Marokkos jüngste Ambitionen: zu einem Weltmarktführer bei der Produktion von grünem Wasserstoff zu werden – und der soll auch Deutschland bei der Energiewende helfen. So die Idee des deutsch-marokkanischen Wasserstoff-Abkommens. Im Königreich ist man mehr als willig – vor allem nachdem die diplomatische Krise zwischen Berlin und Rabat Anfang des Jahres offiziell beigelegt wurde. Das gemeinsame Projekt liege auch im Interesse marokkanischer Energiepolitik, sagt Badr Ikken vom staatlichen Forschungsinstitut für Solarenergie und neue Energien (IRESEN):

“Mit der Produktion von grünem Wasserstoff wollen wir vor allem die nationale Nachfrage befriedigen, einen Beitrag zur Dekarbonisierung unserer Wirtschaft leisten und unsere Abhängigkeit von fossilen Brennstoffen und den Import fossiler Energie verringern - und gleichzeitig  wollen wir einen Beitrag zur Dekarbonisierung der Wirtschaft von Partnerländern wie Deutschland leisten. Ein Export von grünem Wasserstoff kann auch unsere Energiewende mitfinanzieren.”

Trockenes Land: Meerwasserentsaltzung erfordert zusätzlichen Strom

Sebastian Vagt von der FDP-nahen Friedrich-Naumann-Stiftung in der Hauptstadt Rabat sieht die Wasserstoff-Pläne allerdings kritisch. Immerhin sei Marokko ein wasserarmes Land: 

„Eine der Komponenten bei der Herstellung von Wasserstoff ist Wasser“. Und dieses Wasser muss Marokko durch Meerwasserentsalzung gewinnen. Dazu braucht man wieder zusätzlich erneuerbaren Strom. Das heißt für ein trockenes Land wie Marokko: Um eine Einheit grünen Wasserstoff zu produzieren, braucht man überproportional viel Energie. Das heißt für Marokko ist es sehr aufwendig und teuer diesen grünen Wasserstoff zu produzieren.”

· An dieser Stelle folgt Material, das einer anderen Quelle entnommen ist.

impl PhenotypeAnalysisOrchestrator {
    pub fn new(config: StatsConfig) -> Self {
        Self { config }
    }

    pub fn config(&self) -> &StatsConfig {
        &self.config
    }

    /// Run every analysis (or only those named in `only`) and write
    /// `run_summary.json`
    pub fn run(&self, only: &[String]) -> Result<BatchReport> {
        if let Some(unknown) = only
            .iter()
            .find(|name| !self.config.analyses.iter().any(|a| &a.name == *name))
        {
            return Err(StatsError::config(format!("no analysis named '{}'", unknown)));
        }
        if self.config.formulas.len() > 1 {
            warn!(
                formula = self.config.formula().unwrap_or_default(),
                ignored = self.config.formulas.len() - 1,
                "only the first formula is run"
            );
        }

        fs::create_dir_all(&self.config.output_dir)?;
        let mut report = BatchReport::new(&self.config.project_name, &self.config.output_dir);
        for analysis in self
            .config
            .analyses
            .iter()
            .filter(|a| only.is_empty() || only.contains(&a.name))
        {
            report.outcomes.push(self.run_analysis(analysis));
        }

        report.write(&self.config.output_dir.join(RUN_SUMMARY_FILE))?;
        info!(
            completed = report.completed(),
            total = report.outcomes.len(),
            "batch finished"
        );
        Ok(report)
    }

    pub fn run_analysis(&self, analysis: &AnalysisConfig) -> AnalysisOutcome {
        info!(
            analysis = %analysis.name,
            kind = %analysis.kind,
            method = %analysis.method,
            "starting analysis"
        );
        let mut tracker = StageTracker::new(&analysis.name);

        match self.execute(analysis, &mut tracker) {
            Ok((test, outputs)) => AnalysisOutcome::Completed {
                analysis: analysis.name.clone(),
                test,
                outputs,
            },
            Err(e) if e.is_skippable() || matches!(e, StatsError::DataAcquisition { .. }) => {
                warn!(analysis = %analysis.name, stage = %tracker.stage, error = %e, "analysis skipped");
                AnalysisOutcome::Skipped {
                    analysis: analysis.name.clone(),
                    stage: tracker.stage,
                    reason: e.to_string(),
                }
            }
            Err(e) => {
                error!(analysis = %analysis.name, stage = %tracker.stage, error = %e, "analysis failed");
                AnalysisOutcome::Failed {
                    analysis: analysis.name.clone(),
                    stage: tracker.stage,
                    error: e.to_string(),
                }
            }
        }
    }

    fn execute(&self, analysis: &AnalysisConfig, tracker: &mut StageTracker<'_>) -> Result<(String, Vec<PathBuf>)> {
        let data = self
            .data_getter(analysis)
            .and_then(|getter| getter.acquire())
            .map_err(|e| StatsError::DataAcquisition {
                analysis: analysis.name.clone(),
                message: e.to_string(),
            })?;
        tracker.advance();

        let test = self.build_test(analysis)?;
        let result = test.run(&data.wildtype, &data.mutant)?;
        LineSummary::new(&result).log(&analysis.name);
        tracker.advance();

        let mut outputs = Vec::new();
        if analysis.kind == AnalysisKind::OrganVolume {
            outputs.extend(self.write_organ_volumes(analysis, &data, &result)?);
            tracker.advance();
        } else {
            outputs.extend(self.write_line_level(analysis, &data, &result, test.name())?);
            outputs.extend(self.write_specimen_level(analysis, &data, &result, test.name())?);
            tracker.advance();
            if self.config.n1 {
                outputs.extend(self.write_zmaps(analysis, &data)?);
            }
        }
        tracker.advance();

        Ok((test.name().to_string(), outputs))
    }

    fn data_getter(&self, analysis: &AnalysisConfig) -> Result<Box<dyn DataGetter>> {
        if analysis.kind == AnalysisKind::OrganVolume {
            let (Some(wildtype), Some(mutant)) = (&analysis.wildtype_table, &analysis.mutant_table) else {
                return Err(StatsError::config(format!(
                    "analysis '{}' has no organ volume tables",
                    analysis.name
                )));
            };
            let mut getter = OrganVolumeDataGetter::new(wildtype.clone(), mutant.clone()).with_mutant_ids(
                analysis
                    .mutant
                    .iter()
                    .map(|path| specimen_id(&path.to_string_lossy()).to_string())
                    .collect(),
            );
            if let Some(path) = &self.config.label_names {
                getter = getter.with_label_names(LabelNames::load(path)?);
            }
            return Ok(Box::new(getter));
        }

        let mask = self
            .config
            .mask
            .clone()
            .ok_or_else(|| StatsError::config(format!("analysis '{}' needs a mask", analysis.name)))?;
        Ok(Box::new(NiftiDataGetter::new(
            mask,
            analysis.wildtype.clone(),
            analysis.mutant.clone(),
        )))
    }

    fn build_test(&self, analysis: &AnalysisConfig) -> Result<TestVariant> {
        let engine = &self.config.engine;
        Ok(match analysis.method {
            StatsMethod::TTest => TestVariant::TTest(TwoSampleTTest::from_config(engine)),
            StatsMethod::Circular => TestVariant::Circular(CircularStatsTest),
            StatsMethod::LinearModel => {
                let mut test = LinearModelTest::new(self.config.solver.build(), engine);
                if let Some(path) = &self.config.groups {
                    test = test.with_groups(load_groups(path)?);
                }
                if let Some(formula) = self.config.formula() {
                    test = test.with_formula(formula);
                }
                TestVariant::LinearModel(test)
            }
        })
    }

    fn assembler(&self) -> ResultAssembler {
        ResultAssembler::new(self.config.engine.significance_threshold, self.config.engine.tstat_limit)
    }

    fn analysis_dir(&self, analysis: &AnalysisConfig) -> PathBuf {
        self.config.output_dir.join(&analysis.name)
    }

    fn write_line_level(
        &self,
        analysis: &AnalysisConfig,
        data: &AnalysisData,
        result: &StatisticalResult,
        test: &str,
    ) -> Result<Vec<PathBuf>> {
        let dir = self.analysis_dir(analysis).join(test);
        fs::create_dir_all(&dir)?;

        let volume = self.assembler().assemble(result, &data.mask)?;
        let stats_path = dir.join(format!(
            "{}_{}_{}_{}_FDR_{}_stats_.nii.gz",
            self.config.project_name,
            analysis.name,
            formula_tag(self.config.formula()),
            test,
            self.config.engine.significance_threshold
        ));
        write_volume(&stats_path, &volume, data.spacing)?;
        info!(path = %stats_path.display(), "wrote line-level statistics");

        let qvals_path = dir.join(format!("Qvals-{}.csv", analysis.kind));
        self.assembler().threshold_table(result)?.write(&qvals_path)?;

        let mut outputs = vec![stats_path, qvals_path];
        outputs.extend(self.annotate(&volume, &dir));
        Ok(outputs)
    }

    /// Label summary of the filtered volume, when a label map is configured
    ///
    /// Annotation failures are logged and never fail the analysis.
    fn annotate(&self, volume: &ndarray::Array3<f32>, dir: &Path) -> Option<PathBuf> {
        let (label_map, label_names) = (self.config.label_map.as_ref()?, self.config.label_names.as_ref()?);
        let output = dir.join("annotation.csv");

        let annotated = read_volume(label_map).and_then(|labels| {
            let names = LabelNames::load(label_names)?;
            LabelSummaryAnnotator::new(labels.data, names).annotate(volume, &output)
        });
        match annotated {
            Ok(()) => Some(output),
            Err(e) => {
                warn!(error = %e, "annotation failed");
                None
            }
        }
    }

    fn write_specimen_level(
        &self,
        analysis: &AnalysisConfig,
        data: &AnalysisData,
        result: &StatisticalResult,
        test: &str,
    ) -> Result<Vec<PathBuf>> {
        if result.specimens().is_empty() {
            return Ok(Vec::new());
        }
        let dir = self.analysis_dir(analysis).join("specimen_level").join(test);
        fs::create_dir_all(&dir)?;

        let assembler = self.assembler();
        let mut outputs = Vec::new();
        for (id, specimen) in result.specimens() {
            let volume = assembler.assemble_specimen(specimen, &data.mask)?;
            let path = dir.join(format!(
                "{}_{}_{}_FDR_{}_stats_.nii.gz",
                id, analysis.name, test, self.config.engine.significance_threshold
            ));
            write_volume(&path, &volume, data.spacing)?;

            let histogram = dir.join(format!("{}_pvalue_histogram.csv", id));
            write_histogram(&histogram, &specimen.histogram)?;
            outputs.push(path);
            outputs.push(histogram);
        }
        info!(specimens = result.specimens().len(), dir = %dir.display(), "wrote specimen-level statistics");
        Ok(outputs)
    }

    fn write_zmaps(&self, analysis: &AnalysisConfig, data: &AnalysisData) -> Result<Vec<PathBuf>> {
        let dir = self.analysis_dir(analysis).join("n1");
        fs::create_dir_all(&dir)?;

        let engine = &self.config.engine;
        let test: Box<dyn ZScoreTest> = if analysis.method.is_angular() {
            Box::new(AngularZScoreTest::from_config(engine))
        } else {
            Box::new(OneAgainstManyZScoreTest::from_config(engine))
        };

        let mut outputs = Vec::new();
        for specimen in data.mutant.specimens() {
            let zmap = test.process(&data.wildtype, &specimen.data)?;
            let volume = rebuild(&zmap, &data.mask, 0.0)?;
            let path = dir.join(format!("{}_zscore.nii.gz", specimen.id));
            write_volume(&path, &volume, data.spacing)?;
            outputs.push(path);
        }
        Ok(outputs)
    }

    fn write_organ_volumes(
        &self,
        analysis: &AnalysisConfig,
        data: &AnalysisData,
        result: &StatisticalResult,
    ) -> Result<Vec<PathBuf>> {
        let labels = data.labels.clone().unwrap_or_default();
        let threshold = self.config.engine.significance_threshold;
        let percent = percent_tag(threshold);
        let dir = self.analysis_dir(analysis);
        fs::create_dir_all(&dir)?;

        let line_thresholds = self
            .config
            .line_calibrated_p_values
            .as_deref()
            .map(CalibratedThresholds::load)
            .transpose()?;
        let specimen_thresholds = self
            .config
            .specimen_calibrated_p_values
            .as_deref()
            .map(CalibratedThresholds::load)
            .transpose()?;

        let line_path = dir.join(format!("organ_volumes_LinearModel_FDR{}%.csv", percent));
        let mut calls = organ_calls(
            &labels,
            result.tstats().as_slice(),
            result.pvalues().as_slice(),
            result.qvalues().as_slice(),
            threshold,
        );
        if let Some(thresholds) = &line_thresholds {
            calls = calibrate(calls, thresholds);
        }
        write_rows(&line_path, &calls)?;
        let mut outputs = vec![line_path];

        if result.specimens().is_empty() {
            return Ok(outputs);
        }

        let mut column = Vec::with_capacity(data.wildtype.len());
        let wildtype_means: Vec<f64> = (0..labels.len())
            .map(|label| {
                data.wildtype.column_into(label, &mut column);
                column.iter().sum::<f64>() / column.len().max(1) as f64
            })
            .collect();
        let table = analysis.mutant_table.clone().unwrap_or_default();

        let calls_dir = dir.join("specimen_calls");
        fs::create_dir_all(&calls_dir)?;
        for specimen in data.mutant.specimens() {
            let Some(specimen_result) = result.specimens().get(&specimen.id) else {
                continue;
            };
            let mut calls = organ_calls(
                &labels,
                specimen_result.tstats.as_slice(),
                specimen_result.pvalues.as_slice(),
                specimen_result.qvalues.as_slice(),
                threshold,
            );
            if let Some(thresholds) = &specimen_thresholds {
                calls = calibrate(calls, thresholds);
            }
            let rows = calls
                .into_iter()
                .map(|call| {
                    let index = labels.iter().position(|l| *l == call.label).ok_or_else(|| {
                        StatsError::volume(&table, format!("no volume column for label '{}'", call.label))
                    })?;
                    Ok(SpecimenOrganCall {
                        mean_diff: f64::from(specimen.data[index]) / wildtype_means[index],
                        label: call.label,
                        pvalue: call.pvalue,
                        qvalue: call.qvalue,
                        tstatistic: call.tstatistic,
                        significant: call.significant,
                        p_thresh: call.p_thresh,
                        fdr: call.fdr,
                        calibrated_significant: call.calibrated_significant,
                    })
                })
                .collect::<Result<Vec<_>>>()?;

            let path = calls_dir.join(format!("{}_organ_volumes_LM_FDR{}%.csv", specimen.id, percent));
            write_rows(&path, &rows)?;
            outputs.push(path);
        }
        Ok(outputs)
    }
}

Gefahr: von der rechten in die linke Tasche wirtschaften

Auch dafür baut Marokko neue Meerwasserentsalzungsanlagen im ganzen Land. An solchen Projekten beteiligen sich die deutsche Gesellschaft für Internationale Zusammenarbeit (GIZ) und die deutsche Entwicklungsbank KfW.

Doch Marokko investiert weiterhin in fossile Brennstoffe: 2018 wurde ein neues Kohlekraftwerk in der südwestlichen Küstenstadt Safi in Betrieb genommen, zurzeit laufen außerdem Bauarbeiten mit dem Öl- und Gasriesen Nigeria für eine Erdgaspipeline an der westafrikanischen Küste entlang. Das trübe Marokkos Bild als Klima-Champion, sagt Sebastian Vagt von der Friedrich-Naumann-Stiftung – und das mache die Wasserstoff-Partnerschaft mit Deutschland zu einem zweischneidigen Schwert:

“Heute wird ein Fünftel des marokkanischen Strombedarfs mit Erneuerbaren gedeckt, bis 2030 möchte Marokko die Hälfte seines Strombedarfs damit decken. Allerdings nur die Hälfte. Das müssen wir im Kopf behalten, wenn wir erneuerbaren Strom aus Marokko importieren wollen – das heißt nämlich auch, dass dieser Strom Marokko dann fehlt und dieser Strom dort mit fossilen Energien ersetzt werden muss. Das heißt, da besteht das Risiko, dass wir zwar grünen Wasserstoff aus Marokko kriegen und klimaneutral werden, Marokko dafür aber umso mehr Kohle und Gas verfeuert. Klimapolitisch insgesamt wirtschaften wir da von der rechten in die linke Tasche.”